- Born: 1959 Niagara Falls, New York, U.S.
- Died: December 2, 1992 (aged 32–33) New York City, U.S.
- Known for: AIDS activist and educator, formerly incarcerated activist

= Katrina Haslip =

American health activist and educator (1959–1992)

Katrina Haslip was an AIDS educator and activist who played an essential role in the campaign to change the criteria for government recognition of AIDS to include the symptoms uniquely experienced by women. She co-founded AIDS Committee for Education (ACE) for women incarcerated at Bedford Hills Correctional Facility for Women and its counterpart ACE-OUT for women leaving prison.

==Early life==
Haslip was born in 1959 in Niagara Falls, New York and was one of 12 children. She was Muslim.

==Incarceration==
In 1985 Haslip was incarcerated at Bedford Hills Correctional Center for a pickpocketing conviction. During her incarceration she learned she was HIV positive though she did not know the source of the infection – Haslip was both a sex worker and the recipient of a blood transfusion prior to her incarceration. While incarcerated Haslip served as a law librarian and became well known by other incarcerated women. After observing terrible conditions for HIV positive women inside the prison – including segregation of HIV positive women to a decrepit infirmary unit – and the high degree of misinformation surrounding AIDS, Haslip co-founded ACE inside the prison in 1988 with other incarcerated women including Kathy Boudin and Judith Alice Clark to provide accurate education on living with HIV.

==AIDS Advocacy==
Two weeks after her release from prison in 1990, Haslip broke her probation and joined women from ACT UP NYC to protest at the United States Department of Health and Human Services. The demonstration sought to pressure government agencies to include women in clinical trials of AIDS treatment and to recognize that HIV positive women displayed AIDS in ways that were unique from cisgender men – include pelvic inflammatory disease, persistent yeast infections, and cervical cancer. Also in 1990, attorney Terry M. McGovern filed a class action lawsuit against the Department of Health and Human Services to expand eligibility criteria for AIDS social security benefits. Haslip served as an advisor to that work and McGovern credits her advocacy in conjunction with the litigation as being instrumental to ensuring bacterical pneumonia was included in the Centers for Disease Control and Prevention (CDC)’s expanded criteria for AIDS along with cervical cancer in 1992. These expanded criteria are credited with increasing the number of women and intravenous drug users who were considered to have AIDS and eligible for disability benefits and laid the groundwork for further expansion to other symptoms exhibited by women. In an interview with the New York Times following the decision to expand eligibility, Haslip stated, "I am, and have been, a woman with AIDS despite the C.D.C. not wishing to count me. We have compelled them to."

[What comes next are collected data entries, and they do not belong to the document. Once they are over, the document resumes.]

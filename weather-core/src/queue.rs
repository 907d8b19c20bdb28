//! Broker connection management.
//!
//! A [`QueueConnection`] owns one logical connection to the broker and hands
//! out [`QueueSession`]s (channels) on top of it. Unsolicited closure of the
//! connection is reported to every observer registered with
//! [`QueueConnection::on_close`], exactly once per closure; recovery is left to
//! the caller.

use async_trait::async_trait;
use futures::stream::BoxStream;
use std::{
    fmt,
    sync::{Arc, Mutex, MutexGuard},
};
use thiserror::Error;
use tracing::debug;

pub mod amqp;
pub mod memory;

pub use amqp::AmqpConnection;
pub use memory::MemoryBroker;

#[derive(Debug, Error)]
pub enum ConnectionError {
    #[error("failed to connect to broker at {endpoint}: {reason}")]
    Connect { endpoint: String, reason: String },

    #[error("broker operation `{operation}` failed: {reason}")]
    Operation {
        operation: &'static str,
        reason: String,
    },

    #[error("broker connection is closed")]
    Closed,
}

impl ConnectionError {
    pub(crate) fn operation(operation: &'static str) -> impl Fn(String) -> ConnectionError {
        move |reason| ConnectionError::Operation { operation, reason }
    }
}

#[derive(Debug, Clone, Copy, PartialEq, Eq)]
pub enum ConnectionState {
    Disconnected,
    Connecting,
    Connected,
}

impl fmt::Display for ConnectionState {
    fn fmt(&self, f: &mut fmt::Formatter<'_>) -> fmt::Result {
        f.write_str(match self {
            ConnectionState::Disconnected => "disconnected",
            ConnectionState::Connecting => "connecting",
            ConnectionState::Connected => "connected",
        })
    }
}

/// Observer invoked when the broker closes the connection unasked.
pub type CloseCallback = Box<dyn Fn() + Send + Sync>;

/// How a delivery is settled with the broker.
#[derive(Debug, Clone, Copy, PartialEq, Eq)]
pub enum Disposition {
    Ack,
    Reject { requeue: bool },
}

/// Settles one delivery on the channel it arrived on.
#[async_trait]
pub trait Acker: Send + Sync {
    async fn settle(&self, disposition: Disposition) -> Result<(), ConnectionError>;
}

/// A message handed out by the broker, waiting to be acked or rejected.
pub struct Delivery {
    body: Vec<u8>,
    redelivered: bool,
    acker: Box<dyn Acker>,
}

impl Delivery {
    pub fn new(body: Vec<u8>, redelivered: bool, acker: Box<dyn Acker>) -> Self {
        Self {
            body,
            redelivered,
            acker,
        }
    }

    pub fn body(&self) -> &[u8] {
        &self.body
    }

    /// Whether the broker delivered this message before without a settlement.
    pub fn redelivered(&self) -> bool {
        self.redelivered
    }

    /// Ack or reject. Consumes the delivery so it is settled at most once.
    pub async fn settle(self, disposition: Disposition) -> Result<(), ConnectionError> {
        self.acker.settle(disposition).await
    }
}

impl fmt::Debug for Delivery {
    fn fmt(&self, f: &mut fmt::Formatter<'_>) -> fmt::Result {
        f.debug_struct("Delivery")
            .field("len", &self.body.len())
            .field("redelivered", &self.redelivered)
            .finish()
    }
}

pub type DeliveryStream = BoxStream<'static, Result<Delivery, ConnectionError>>;

/// One channel on the broker connection.
#[async_trait]
pub trait QueueSession: Send {
    /// Declare a durable fanout exchange, or assert it exists.
    async fn declare_fanout(&mut self, exchange: &str) -> Result<(), ConnectionError>;

    /// Declare a durable, non-exclusive queue, or assert it exists.
    async fn declare_queue(&mut self, queue: &str) -> Result<(), ConnectionError>;

    async fn bind(&mut self, queue: &str, exchange: &str) -> Result<(), ConnectionError>;

    /// Limit the number of unsettled deliveries held by this session.
    async fn set_prefetch(&mut self, count: u16) -> Result<(), ConnectionError>;

    /// Start consuming with explicit acknowledgement.
    async fn consume(
        &mut self,
        queue: &str,
        consumer_tag: &str,
    ) -> Result<DeliveryStream, ConnectionError>;

    /// Publish a persistent message to a fanout exchange.
    async fn publish(&mut self, exchange: &str, body: &[u8]) -> Result<(), ConnectionError>;
}

#[async_trait]
pub trait QueueConnection: Send + Sync {
    /// Open a session, establishing the connection first if needed.
    async fn connect(&self) -> Result<Box<dyn QueueSession>, ConnectionError>;

    /// Register an observer for unsolicited closure.
    fn on_close(&self, callback: CloseCallback);

    fn state(&self) -> ConnectionState;

    /// Graceful shutdown. Closing an already closed connection is a no-op.
    async fn close(&self) -> Result<(), ConnectionError>;
}

#[derive(Default)]
struct HookState {
    state: Option<ConnectionState>,
    epoch: u64,
    callbacks: Vec<Arc<dyn Fn() + Send + Sync>>,
}

/// Connection state and close observers shared between a connection and the
/// listener it installs on its transport.
///
/// Every successful connect starts a new epoch; a closure report for an older
/// epoch, or for a connection that is no longer up, is dropped. That keeps
/// observers at one call per closure even when the transport reports the same
/// failure several times.
#[derive(Clone, Default)]
pub(crate) struct ConnectionHooks {
    inner: Arc<Mutex<HookState>>,
}

impl ConnectionHooks {
    fn lock(&self) -> MutexGuard<'_, HookState> {
        self.inner.lock().unwrap_or_else(|poisoned| poisoned.into_inner())
    }

    pub(crate) fn state(&self) -> ConnectionState {
        self.lock().state.unwrap_or(ConnectionState::Disconnected)
    }

    pub(crate) fn register(&self, callback: CloseCallback) {
        self.lock().callbacks.push(Arc::from(callback));
    }

    pub(crate) fn connecting(&self) {
        self.lock().state = Some(ConnectionState::Connecting);
    }

    /// Mark the connection up and return the epoch it belongs to.
    pub(crate) fn connected(&self) -> u64 {
        let mut hooks = self.lock();
        hooks.state = Some(ConnectionState::Connected);
        hooks.epoch += 1;
        hooks.epoch
    }

    /// Connect attempt failed, or we are closing on purpose. Observers are not told.
    pub(crate) fn disconnected(&self) {
        self.lock().state = Some(ConnectionState::Disconnected);
    }

    /// The transport of `epoch` went away on its own. Returns whether observers ran.
    pub(crate) fn closed_by_peer(&self, epoch: u64) -> bool {
        let callbacks = {
            let mut hooks = self.lock();
            if hooks.epoch != epoch || hooks.state != Some(ConnectionState::Connected) {
                return false;
            }
            hooks.state = Some(ConnectionState::Disconnected);
            hooks.callbacks.clone()
        };

        debug!(epoch, observers = callbacks.len(), "Notifying close observers");
        for callback in callbacks {
            callback();
        }
        true
    }
}

#[cfg(test)]
mod tests {
    use super::*;
    use std::sync::atomic::{AtomicUsize, Ordering};

    fn counting(hooks: &ConnectionHooks) -> Arc<AtomicUsize> {
        let calls = Arc::new(AtomicUsize::new(0));
        let c = calls.clone();
        hooks.register(Box::new(move || {
            c.fetch_add(1, Ordering::SeqCst);
        }));
        calls
    }

    #[test]
    fn state_cycle() {
        let hooks = ConnectionHooks::default();
        assert_eq!(hooks.state(), ConnectionState::Disconnected);

        hooks.connecting();
        assert_eq!(hooks.state(), ConnectionState::Connecting);

        let epoch = hooks.connected();
        assert_eq!(hooks.state(), ConnectionState::Connected);

        assert!(hooks.closed_by_peer(epoch));
        assert_eq!(hooks.state(), ConnectionState::Disconnected);
    }

    #[test]
    fn observers_run_once_per_closure() {
        let hooks = ConnectionHooks::default();
        let first = counting(&hooks);
        let second = counting(&hooks);

        let epoch = hooks.connected();
        assert!(hooks.closed_by_peer(epoch));
        assert!(!hooks.closed_by_peer(epoch));

        assert_eq!(first.load(Ordering::SeqCst), 1);
        assert_eq!(second.load(Ordering::SeqCst), 1);

        let epoch = hooks.connected();
        hooks.closed_by_peer(epoch);
        assert_eq!(first.load(Ordering::SeqCst), 2);
    }

    #[test]
    fn stale_epoch_is_ignored() {
        let hooks = ConnectionHooks::default();
        let calls = counting(&hooks);

        let old = hooks.connected();
        let _current = hooks.connected();

        assert!(!hooks.closed_by_peer(old));
        assert_eq!(calls.load(Ordering::SeqCst), 0);
        assert_eq!(hooks.state(), ConnectionState::Connected);
    }

    #[test]
    fn graceful_close_does_not_notify() {
        let hooks = ConnectionHooks::default();
        let calls = counting(&hooks);

        let epoch = hooks.connected();
        hooks.disconnected();

        assert!(!hooks.closed_by_peer(epoch));
        assert_eq!(calls.load(Ordering::SeqCst), 0);
    }
}
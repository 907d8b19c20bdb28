use chrono::{DateTime, Utc};
use std::sync::Arc;
use thiserror::Error;
use tracing::{error, info};

use crate::{
    model::{Forecast, GeoPoint, RecordMetadata, WeatherRecord, WeatherRequest},
    provider::{ForecastQuery, MarineWeatherProvider, ProviderError},
    store::{RecordStore, StoreError, UpsertOutcome},
};

/// Stored in `metadata.dataType` of every record.
pub const DATA_TYPE: &str = "marine_weather_conditions";

#[derive(Debug, Error)]
pub enum ProcessError {
    #[error(transparent)]
    Provider(#[from] ProviderError),

    #[error(transparent)]
    Store(#[from] StoreError),
}

/// Turns a validated request into a stored record: fetch, build, upsert.
///
/// Failures are not retried here; retry is a queue-level decision.
pub struct IngestionProcessor {
    provider: Arc<dyn MarineWeatherProvider>,
    store: Arc<dyn RecordStore>,
    default_timezone: String,
}

impl IngestionProcessor {
    pub fn new(
        provider: Arc<dyn MarineWeatherProvider>,
        store: Arc<dyn RecordStore>,
        default_timezone: impl Into<String>,
    ) -> Self {
        Self {
            provider,
            store,
            default_timezone: default_timezone.into(),
        }
    }

    pub fn store(&self) -> &Arc<dyn RecordStore> {
        &self.store
    }

    pub async fn process_and_store(
        &self,
        request: &WeatherRequest,
    ) -> Result<UpsertOutcome, ProcessError> {
        let date = request.date_key();
        info!(
            asset_id = %request.asset_id,
            date = %date,
            latitude = request.latitude,
            longitude = request.longitude,
            "Processing marine weather request"
        );

        let query = ForecastQuery {
            latitude: request.latitude,
            longitude: request.longitude,
            start_date: date.clone(),
            end_date: date.clone(),
            timezone: request
                .timezone
                .clone()
                .unwrap_or_else(|| self.default_timezone.clone()),
        };

        let forecast = self.provider.fetch_forecast(&query).await.map_err(|e| {
            error!(asset_id = %request.asset_id, date = %date, error = %e, "Marine weather fetch failed");
            e
        })?;

        let record = self.build_record(request, forecast, Utc::now());
        let outcome = self.store.upsert(&record).await.map_err(|e| {
            error!(asset_id = %request.asset_id, date = %date, error = %e, "Marine weather upsert failed");
            e
        })?;

        info!(
            asset_id = %request.asset_id,
            date = %date,
            inserted = matches!(outcome, UpsertOutcome::Inserted { .. }),
            "Marine weather data saved"
        );
        Ok(outcome)
    }

    fn build_record(
        &self,
        request: &WeatherRequest,
        forecast: Forecast,
        captured_at: DateTime<Utc>,
    ) -> WeatherRecord {
        let metadata = RecordMetadata {
            source: self.provider.source().to_string(),
            api_source: self.provider.api_source().to_string(),
            data_type: DATA_TYPE.to_string(),
            requested_date: request.date_key(),
            conditions: forecast.conditions(),
            timezone: forecast.timezone().map(str::to_string),
            elevation: forecast.elevation(),
        };

        WeatherRecord {
            asset_id: request.asset_id.clone(),
            asset_ref: request.asset_ref.clone(),
            date: request.date,
            captured_at,
            location: GeoPoint::new(request.longitude, request.latitude),
            payload: forecast,
            metadata,
        }
    }
}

Haslip also continued her work with ACE and founded a companion organization – ACE-OUT to assist formerly incarcerated women with AIDS navigate housing, medical care, and other elements of life after incarceration. She is prominently featured in the short video project I'm You, You're Me: Women Surviving Prisons, Living with AIDS in which she discusses her work a law librarian at Bedford Hills and the challenges of reentry after incarceration for women with AIDS. She collaborated with the producers Debra Levine and Catherine Gund on the project to ensure it represented perspectives of the women organizing and participating in ACE-OUT.

==Death==
Haslip died of complications from AIDS on December 2, 1992, in Manhattan. As the CDC’s expanded definition of AIDS became active in January 1993 she was not officially registered by the government as dying of AIDS. However, her name does appear on the AIDS Quilt.